2. Celle-ci étant de nature à générer des situations de double imposition pour les personnes assujetties à la juridiction fiscale « de domicile » de l’État, l’article premier subordonne, en deuxième lieu, la mise en œuvre de la compétence « de source » de la collectivité de Saint-Martin vis-à-vis des personnes considérées comme domiciliées dans un département de métropole ou d’outre-mer à l’entrée en vigueur d’une convention contre la double imposition entre l’État et la collectivité, sous réserve d’une date butoir (imposition des revenus et de la fortune de 2010).

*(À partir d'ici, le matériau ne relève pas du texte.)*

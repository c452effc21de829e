//! Shared video relay
//!
//! Fans one inbound video source out to every live session without a
//! per-subscriber decode. Each subscriber owns an output RTP track
//! created at subscribe time; the forward loop copies RTP packets from
//! the single upstream source into all current output tracks. The relay
//! lives as long as the broker.

use std::collections::HashMap;
use std::sync::Arc;

use tokio::sync::{broadcast, RwLock};
use webrtc::rtp_transceiver::rtp_codec::RTCRtpCodecCapability;
use webrtc::track::track_local::track_local_static_rtp::TrackLocalStaticRTP;
use webrtc::track::track_local::TrackLocalWriter;
use webrtc::track::track_remote::TrackRemote;

use crate::events::{EventBus, SystemEvent};

use super::config::VideoCodec;

/// Relay notifications delivered to subscribers
#[derive(Debug, Clone)]
pub enum RelayEvent {
    /// A session started publishing video into the relay
    SourceStarted { session_id: String },
    /// The upstream video track ended
    SourceEnded { session_id: String },
}

/// Upstream RTP packet source feeding the relay.
///
/// Abstracted so the forward loop is drivable from tests; production
/// sources are remote WebRTC tracks.
#[async_trait::async_trait]
pub trait RtpSource: Send {
    async fn next_rtp(&mut self) -> Option<rtp::packet::Packet>;
}

struct RemoteTrackSource(Arc<TrackRemote>);

#[async_trait::async_trait]
impl RtpSource for RemoteTrackSource {
    async fn next_rtp(&mut self) -> Option<rtp::packet::Packet> {
        match self.0.read_rtp().await {
            Ok((packet, _)) => Some(packet),
            Err(e) => {
                tracing::debug!("Relay source read ended: {}", e);
                None
            }
        }
    }
}

/// Broker-wide video fan-out registry.
pub struct MediaRelay {
    codec: VideoCodec,
    subscribers: RwLock<HashMap<String, Arc<TrackLocalStaticRTP>>>,
    /// Session currently publishing into the relay, if any
    source: RwLock<Option<String>>,
    notify_tx: broadcast::Sender<RelayEvent>,
    events: Arc<EventBus>,
}

impl MediaRelay {
    pub fn new(codec: VideoCodec, events: Arc<EventBus>) -> Self {
        let (notify_tx, _) = broadcast::channel(16);
        Self {
            codec,
            subscribers: RwLock::new(HashMap::new()),
            source: RwLock::new(None),
            notify_tx,
            events,
        }
    }

    /// Create (or return) the output track for a session.
    pub async fn subscribe(&self, session_id: &str) -> Arc<TrackLocalStaticRTP> {
        let mut subscribers = self.subscribers.write().await;
        if let Some(track) = subscribers.get(session_id) {
            return track.clone();
        }

        let capability = RTCRtpCodecCapability {
            mime_type: self.codec.mime_type().to_string(),
            clock_rate: 90000,
            channels: 0,
            sdp_fmtp_line: self.codec.sdp_fmtp().to_string(),
            rtcp_feedback: vec![],
        };
        let track = Arc::new(TrackLocalStaticRTP::new(
            capability,
            "relay-video".to_string(),
            format!("xcast-{session_id}"),
        ));
        subscribers.insert(session_id.to_string(), track.clone());
        tracing::debug!("Relay subscriber added: {}", session_id);
        track
    }

    /// Drop a session's output track. Other subscriptions are untouched.
    pub async fn unsubscribe(&self, session_id: &str) {
        if self.subscribers.write().await.remove(session_id).is_some() {
            tracing::debug!("Relay subscriber removed: {}", session_id);
        }
    }

    /// Receive relay lifecycle notifications.
    pub fn notifications(&self) -> broadcast::Receiver<RelayEvent> {
        self.notify_tx.subscribe()
    }

    pub async fn subscriber_count(&self) -> usize {
        self.subscribers.read().await.len()
    }

    /// Whether a session is currently publishing.
    pub async fn has_source(&self) -> bool {
        self.source.read().await.is_some()
    }

    /// Republish an inbound remote video track to all subscribers.
    pub fn publish_track(self: &Arc<Self>, session_id: &str, track: Arc<TrackRemote>) {
        self.publish(session_id, RemoteTrackSource(track));
    }

    /// Start the forward loop for an upstream source.
    ///
    /// A single source is active at a time; a second publisher is
    /// rejected until the first one's track ends.
    pub fn publish<S: RtpSource + 'static>(self: &Arc<Self>, session_id: &str, mut source: S) {
        let relay = self.clone();
        let publisher = session_id.to_string();

        tokio::spawn(async move {
            {
                let mut slot = relay.source.write().await;
                if let Some(active) = slot.as_deref() {
                    tracing::warn!(
                        "Relay already fed by {}, ignoring video from {}",
                        active,
                        publisher
                    );
                    return;
                }
                *slot = Some(publisher.clone());
            }
            let _ = relay.notify_tx.send(RelayEvent::SourceStarted {
                session_id: publisher.clone(),
            });
            tracing::info!("Relay source started: {}", publisher);

            while let Some(packet) = source.next_rtp().await {
                let subscribers = relay.subscribers.read().await;
                for (id, out) in subscribers.iter() {
                    if let Err(e) = out.write_rtp(&packet).await {
                        tracing::trace!("Relay write to {} failed: {}", id, e);
                    }
                }
            }

            *relay.source.write().await = None;
            let _ = relay.notify_tx.send(RelayEvent::SourceEnded {
                session_id: publisher.clone(),
            });
            relay.events.publish(SystemEvent::TrackEnded {
                session_id: publisher.clone(),
                kind: "video".to_string(),
            });
            tracing::info!("Relay source ended: {}", publisher);
        });
    }
}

3. L’article introduit, en troisième lieu, une précision de nature à prévenir le risque de contournement de la « règle des cinq ans », par délocalisation temporaire dans un État ou territoire tiers, en disposant que la règle spéciale de domicile s’applique aux personnes dont le domicile fiscal était, dans les cinq ans précédant leur établissement à Saint-Martin, établi dans un département de métropole ou d’outre-mer.

  III. Principales dispositions de la proposition de loi organique sur Saint-Barthélémy

1. L’article premier de la proposition de loi organique prévoit que les personnes physiques ou morales sont également imposables par la collectivité de Saint-Barthélemy pour les revenus trouvant leur source sur le territoire de Saint-Barthélemy à compter de la date à laquelle une convention conclue entre l’État et la collectivité de Saint-Barthélemy en vue notamment de prévenir l’évasion fiscale et les doubles impositions prend effet, et au plus tard au 1er janvier 2010.

2. L’article 2 dispose que les pertes de recettes résultant pour l’État de la présente loi sont compensées, à due concurrence, par la création d’une taxe additionnelle.